La consigliera La Paglia lancia un appello a Lanzarin: «Almeno i tamponi a chi è in contatto con anziani»

«Semplicemente non basta, due case di riposo al giorno per Usl non basta. A Verona sono 73 le strutture per 5.884 ospiti e circa 2.000 lavoratori (12 nel distretto di Verona, 21 distretto San Bonifacio, 16 zona Legnago, 24 zona ovest). Anche aveste già analizzato la metà di esse (e non è così) ne mancherebbero ancora 37. Quindi ancora 19 giorni per i tamponi più il tempo dei risultati». Così una nota di Elisa La Paglia, consigliera comunale Pd Verona, a proposito della drammatica situazione in cui versano molte residenze per anziani a causa della pandemia, nella provincia scaligera e non solo.

«La fragilità delle case di riposo è evidente a tutti – prosegue La Paglia – Non a chi ha deciso le priorità regionali dei tamponi.

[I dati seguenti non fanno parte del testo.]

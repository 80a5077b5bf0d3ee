//! Tool trait — the capabilities an agent can exercise.
//!
//! The harness hands the agent a fixed, named set of tools (terminal, file
//! editor, task tracker). The registry turns them into definitions for the
//! model and dispatches the model's calls back to them.

use crate::error::ToolError;
use crate::provider::ToolDefinition;
use async_trait::async_trait;
use serde::{Deserialize, Serialize};
use std::collections::BTreeMap;

/// A request to execute a tool.
#[derive(Debug, Clone, Serialize, Deserialize)]
pub struct ToolCall {
    /// Matches the model's tool_call id
    pub id: String,
    pub name: String,
    pub arguments: serde_json::Value,
}

/// The result of a tool execution.
#[derive(Debug, Clone, Serialize, Deserialize)]
pub struct ToolResult {
    pub call_id: String,
    pub success: bool,
    pub output: String,
}

impl ToolResult {
    pub fn ok(output: impl Into<String>) -> Self {
        Self {
            call_id: String::new(),
            success: true,
            output: output.into(),
        }
    }

    pub fn failed(output: impl Into<String>) -> Self {
        Self {
            call_id: String::new(),
            success: false,
            output: output.into(),
        }
    }
}

#[async_trait]
pub trait Tool: Send + Sync {
    /// The unique name the model uses to call this tool.
    fn name(&self) -> &str;

    /// What the tool does (sent to the model).
    fn description(&self) -> &str;

    /// JSON Schema describing this tool's parameters.
    fn parameters_schema(&self) -> serde_json::Value;

    async fn execute(&self, arguments: serde_json::Value) -> Result<ToolResult, ToolError>;

    fn to_definition(&self) -> ToolDefinition {
        ToolDefinition {
            name: self.name().to_string(),
            description: self.description().to_string(),
            parameters: self.parameters_schema(),
        }
    }
}

/// A registry of available tools, keyed (and ordered) by name.
#[derive(Default)]
pub struct ToolRegistry {
    tools: BTreeMap<String, Box<dyn Tool>>,
}

impl ToolRegistry {
    pub fn new() -> Self {
        Self::default()
    }

    /// Register a tool. Replaces any existing tool with the same name.
    pub fn register(&mut self, tool: Box<dyn Tool>) {
        self.tools.insert(tool.name().to_string(), tool);
    }

    pub fn get(&self, name: &str) -> Option<&dyn Tool> {
        self.tools.get(name).map(|t| t.as_ref())
    }

    /// Definitions for every registered tool, sorted by name.
    pub fn definitions(&self) -> Vec<ToolDefinition> {
        self.tools.values().map(|t| t.to_definition()).collect()
    }

    /// Execute a tool call, stamping the result with the call id.
    pub async fn execute(&self, call: &ToolCall) -> Result<ToolResult, ToolError> {
        let tool = self
            .tools
            .get(&call.name)
            .ok_or_else(|| ToolError::NotFound(call.name.clone()))?;
        let mut result = tool.execute(call.arguments.clone()).await?;
        result.call_id = call.id.clone();
        Ok(result)
    }

    pub fn names(&self) -> Vec<&str> {
        self.tools.keys().map(String::as_str).collect()
    }

    pub fn len(&self) -> usize {
        self.tools.len()
    }

    pub fn is_empty(&self) -> bool {
        self.tools.is_empty()
    }
}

Un appello all’assessore regionale Lanzarin: non le chiedo i tamponi di massa di cui avete parlato in tante conferenze stampa ma quelli urgenti ai contatti diretti delle persone più fragili tra noi. Mi sono stati segnalati casi in cui case il virus è stato portato nelle strutture dagli ospiti ricoverati in ospedale cui ricorrono (spesso per carenze di personale specializzato in struttura) e poi rientrati contagiati, o dai medici di base lasciati senza materiali protettivi con i due sequestri della Protezione Civile regionale, o da dipendenti lasciati senza protezioni. Ma di questo ci sarà tempo di parlare quando tutti saranno al sicuro. Ora è molto più urgente che interveniate trovando i positivi e fermando il contagio».